↓↓↓

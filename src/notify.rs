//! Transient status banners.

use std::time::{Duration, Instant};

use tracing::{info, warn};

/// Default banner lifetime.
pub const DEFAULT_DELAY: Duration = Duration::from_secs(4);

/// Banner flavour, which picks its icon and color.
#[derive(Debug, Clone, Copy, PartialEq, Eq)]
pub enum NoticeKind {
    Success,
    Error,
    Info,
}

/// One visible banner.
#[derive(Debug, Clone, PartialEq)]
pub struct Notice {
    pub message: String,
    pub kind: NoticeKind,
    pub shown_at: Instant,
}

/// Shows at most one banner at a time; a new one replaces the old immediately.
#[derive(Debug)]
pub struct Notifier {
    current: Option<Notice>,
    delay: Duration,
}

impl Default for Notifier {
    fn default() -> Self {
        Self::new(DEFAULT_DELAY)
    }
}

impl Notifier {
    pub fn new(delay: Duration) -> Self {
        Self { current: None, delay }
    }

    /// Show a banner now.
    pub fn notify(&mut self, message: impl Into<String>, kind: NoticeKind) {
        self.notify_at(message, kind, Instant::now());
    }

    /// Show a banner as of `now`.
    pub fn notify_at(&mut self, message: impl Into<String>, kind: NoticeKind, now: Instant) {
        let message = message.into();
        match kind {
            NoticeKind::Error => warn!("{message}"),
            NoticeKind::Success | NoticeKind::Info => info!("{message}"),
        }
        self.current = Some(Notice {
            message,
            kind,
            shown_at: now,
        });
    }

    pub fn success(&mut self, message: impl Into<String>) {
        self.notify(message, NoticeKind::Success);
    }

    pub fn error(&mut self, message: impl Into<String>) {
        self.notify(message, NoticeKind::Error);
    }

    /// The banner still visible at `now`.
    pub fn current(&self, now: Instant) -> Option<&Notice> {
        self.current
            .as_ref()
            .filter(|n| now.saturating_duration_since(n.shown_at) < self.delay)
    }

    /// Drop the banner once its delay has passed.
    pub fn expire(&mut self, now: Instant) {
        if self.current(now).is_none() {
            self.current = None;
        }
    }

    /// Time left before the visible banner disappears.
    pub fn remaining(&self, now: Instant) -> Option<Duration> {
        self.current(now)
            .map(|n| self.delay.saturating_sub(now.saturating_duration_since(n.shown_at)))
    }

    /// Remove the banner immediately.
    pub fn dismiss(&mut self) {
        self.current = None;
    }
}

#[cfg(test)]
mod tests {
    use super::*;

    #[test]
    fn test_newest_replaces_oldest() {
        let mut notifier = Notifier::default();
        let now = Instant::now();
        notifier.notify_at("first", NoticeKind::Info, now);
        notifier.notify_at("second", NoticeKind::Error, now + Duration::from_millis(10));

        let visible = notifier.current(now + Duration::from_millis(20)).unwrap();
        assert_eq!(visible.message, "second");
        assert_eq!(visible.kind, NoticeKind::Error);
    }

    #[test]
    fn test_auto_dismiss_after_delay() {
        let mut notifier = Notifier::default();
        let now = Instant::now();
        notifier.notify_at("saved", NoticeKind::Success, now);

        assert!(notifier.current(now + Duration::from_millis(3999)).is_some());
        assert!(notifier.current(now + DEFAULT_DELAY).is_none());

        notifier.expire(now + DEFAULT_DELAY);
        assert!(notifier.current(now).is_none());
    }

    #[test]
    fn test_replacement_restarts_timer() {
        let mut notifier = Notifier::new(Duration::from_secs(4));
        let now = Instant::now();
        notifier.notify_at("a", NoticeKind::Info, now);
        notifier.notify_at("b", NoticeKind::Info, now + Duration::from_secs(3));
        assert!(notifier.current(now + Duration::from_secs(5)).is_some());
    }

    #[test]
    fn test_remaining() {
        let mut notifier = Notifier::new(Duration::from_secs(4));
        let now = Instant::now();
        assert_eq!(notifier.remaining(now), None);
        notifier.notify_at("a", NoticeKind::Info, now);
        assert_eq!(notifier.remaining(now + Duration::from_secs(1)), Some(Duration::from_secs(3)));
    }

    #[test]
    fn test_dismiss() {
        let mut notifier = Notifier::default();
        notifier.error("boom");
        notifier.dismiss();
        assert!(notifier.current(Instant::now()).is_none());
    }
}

↑↑↑

◆ **Requirement**: Each record is to be given again in full, exactly as it reads.

◆ **Output below**:
filename src/notify.rs
//! Transient status banners.

use std::time::{Duration, Instant};

use tracing::{info, warn};

/// Default banner lifetime.
pub const DEFAULT_DELAY: Duration = Duration::from_secs(4);

/// Banner flavour, which picks its icon and color.
#[derive(Debug, Clone, Copy, PartialEq, Eq)]
pub enum NoticeKind {
    Success,
    Error,
    Info,
}

/// One visible banner.
#[derive(Debug, Clone, PartialEq)]
pub struct Notice {
    pub message: String,
    pub kind: NoticeKind,
    pub shown_at: Instant,
}

/// Shows at most one banner at a time; a new one replaces the old immediately.
#[derive(Debug)]
pub struct Notifier {
    current: Option<Notice>,
    delay: Duration,
}

impl Default for Notifier {
    fn default() -> Self {
        Self::new(DEFAULT_DELAY)
    }
}

impl Notifier {
    pub fn new(delay: Duration) -> Self {
        Self { current: None, delay }
    }

    /// Show a banner now.
    pub fn notify(&mut self, message: impl Into<String>, kind: NoticeKind) {
        self.notify_at(message, kind, Instant::now());
    }

    /// Show a banner as of `now`.
    pub fn notify_at(&mut self, message: impl Into<String>, kind: NoticeKind, now: Instant) {
        let message = message.into();
        match kind {
            NoticeKind::Error => warn!("{message}"),
            NoticeKind::Success | NoticeKind::Info => info!("{message}"),
        }
        self.current = Some(Notice {
            message,
            kind,
            shown_at: now,
        });
    }

    pub fn success(&mut self, message: impl Into<String>) {
        self.notify(message, NoticeKind::Success);
    }

    pub fn error(&mut self, message: impl Into<String>) {
        self.notify(message, NoticeKind::Error);
    }

    /// The banner still visible at `now`.
    pub fn current(&self, now: Instant) -> Option<&Notice> {
        self.current
            .as_ref()
            .filter(|n| now.saturating_duration_since(n.shown_at) < self.delay)
    }

    /// Drop the banner once its delay has passed.
    pub fn expire(&mut self, now: Instant) {
        if self.current(now).is_none() {
            self.current = None;
        }
    }

    /// Time left before the visible banner disappears.
    pub fn remaining(&self, now: Instant) -> Option<Duration> {
        self.current(now)
            .map(|n| self.delay.saturating_sub(now.saturating_duration_since(n.shown_at)))
    }

    /// Remove the banner immediately.
    pub fn dismiss(&mut self) {
        self.current = None;
    }
}

#[cfg(test)]
mod tests {
    use super::*;

    #[test]
    fn test_newest_replaces_oldest() {
        let mut notifier = Notifier::default();
        let now = Instant::now();
        notifier.notify_at("first", NoticeKind::Info, now);
        notifier.notify_at("second", NoticeKind::Error, now + Duration::from_millis(10));

        let visible = notifier.current(now + Duration::from_millis(20)).unwrap();
        assert_eq!(visible.message, "second");
        assert_eq!(visible.kind, NoticeKind::Error);
    }

    #[test]
    fn test_auto_dismiss_after_delay() {
        let mut notifier = Notifier::default();
        let now = Instant::now();
        notifier.notify_at("saved", NoticeKind::Success, now);

        assert!(notifier.current(now + Duration::from_millis(3999)).is_some());
        assert!(notifier.current(now + DEFAULT_DELAY).is_none());

        notifier.expire(now + DEFAULT_DELAY);
        assert!(notifier.current(now).is_none());
    }

    #[test]
    fn test_replacement_restarts_timer() {
        let mut notifier = Notifier::new(Duration::from_secs(4));
        let now = Instant::now();
        notifier.notify_at("a", NoticeKind::Info, now);
        notifier.notify_at("b", NoticeKind::Info, now + Duration::from_secs(3));
        assert!(notifier.current(now + Duration::from_secs(5)).is_some());
    }

    #[test]
    fn test_remaining() {
        let mut notifier = Notifier::new(Duration::from_secs(4));
        let now = Instant::now();
        assert_eq!(notifier.remaining(now), None);
        notifier.notify_at("a", NoticeKind::Info, now);
        assert_eq!(notifier.remaining(now + Duration::from_secs(1)), Some(Duration::from_secs(3)));
    }

    #[test]
    fn test_dismiss() {
        let mut notifier = Notifier::default();
        notifier.error("boom");
        notifier.dismiss();
        assert!(notifier.current(Instant::now()).is_none());
    }
}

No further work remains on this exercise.